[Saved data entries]
:::
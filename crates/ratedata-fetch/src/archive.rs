//! Zip extraction for weekly bundles.

use std::io::{Cursor, Read};
use thiserror::Error;
use zip::ZipArchive;
use zip::result::ZipError;

/// Errors that can occur during extraction.
#[derive(Error, Debug)]
pub enum ArchiveError {
    /// Empty input data.
    #[error("Empty input data")]
    EmptyInput,

    /// The data is not a readable zip archive.
    #[error("Invalid zip archive: {0}")]
    Zip(#[from] ZipError),

    /// The archive does not hold exactly one file.
    #[error("Expected exactly 1 file in archive, found {0}")]
    MemberCount(usize),

    /// Reading the member failed.
    #[error("Failed to read archive member: {0}")]
    Io(#[from] std::io::Error),
}

/// The single file of a bundle archive.
#[derive(Debug, Clone, PartialEq, Eq)]
pub struct ArchiveMember {
    /// File name inside the archive.
    pub name: String,
    /// Uncompressed contents.
    pub data: Vec<u8>,
}

/// Extracts the only file of a bundle archive into memory.
///
/// Directory entries are not counted as files.
///
/// # Errors
///
/// Returns an error if the data is not a zip archive or does not contain
/// exactly one file.
pub fn extract_single_member(compressed: &[u8]) -> Result<ArchiveMember, ArchiveError> {
    if compressed.is_empty() {
        return Err(ArchiveError::EmptyInput);
    }

    let mut archive = ZipArchive::new(Cursor::new(compressed))?;

    let mut files = Vec::with_capacity(1);
    for index in 0..archive.len() {
        if !archive.by_index(index)?.is_dir() {
            files.push(index);
        }
    }
    let [index] = files.as_slice() else {
        return Err(ArchiveError::MemberCount(files.len()));
    };

    let mut file = archive.by_index(*index)?;
    let name = file.name().to_string();
    let mut data = Vec::with_capacity(usize::try_from(file.size()).unwrap_or_default());
    file.read_to_end(&mut data)?;

    Ok(ArchiveMember { name, data })
}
:::
Each entry needs to be copied out exactly as written.

The completed task:
filename crates/ratedata-fetch/src/archive.rs
//! Zip extraction for weekly bundles.

use std::io::{Cursor, Read};
use thiserror::Error;
use zip::ZipArchive;
use zip::result::ZipError;

/// Errors that can occur during extraction.
#[derive(Error, Debug)]
pub enum ArchiveError {
    /// Empty input data.
    #[error("Empty input data")]
    EmptyInput,

    /// The data is not a readable zip archive.
    #[error("Invalid zip archive: {0}")]
    Zip(#[from] ZipError),

    /// The archive does not hold exactly one file.
    #[error("Expected exactly 1 file in archive, found {0}")]
    MemberCount(usize),

    /// Reading the member failed.
    #[error("Failed to read archive member: {0}")]
    Io(#[from] std::io::Error),
}

/// The single file of a bundle archive.
#[derive(Debug, Clone, PartialEq, Eq)]
pub struct ArchiveMember {
    /// File name inside the archive.
    pub name: String,
    /// Uncompressed contents.
    pub data: Vec<u8>,
}

/// Extracts the only file of a bundle archive into memory.
///
/// Directory entries are not counted as files.
///
/// # Errors
///
/// Returns an error if the data is not a zip archive or does not contain
/// exactly one file.
pub fn extract_single_member(compressed: &[u8]) -> Result<ArchiveMember, ArchiveError> {
    if compressed.is_empty() {
        return Err(ArchiveError::EmptyInput);
    }

    let mut archive = ZipArchive::new(Cursor::new(compressed))?;

    let mut files = Vec::with_capacity(1);
    for index in 0..archive.len() {
        if !archive.by_index(index)?.is_dir() {
            files.push(index);
        }
    }
    let [index] = files.as_slice() else {
        return Err(ArchiveError::MemberCount(files.len()));
    };

    let mut file = archive.by_index(*index)?;
    let name = file.name().to_string();
    let mut data = Vec::with_capacity(usize::try_from(file.size()).unwrap_or_default());
    file.read_to_end(&mut data)?;

    Ok(ArchiveMember { name, data })
}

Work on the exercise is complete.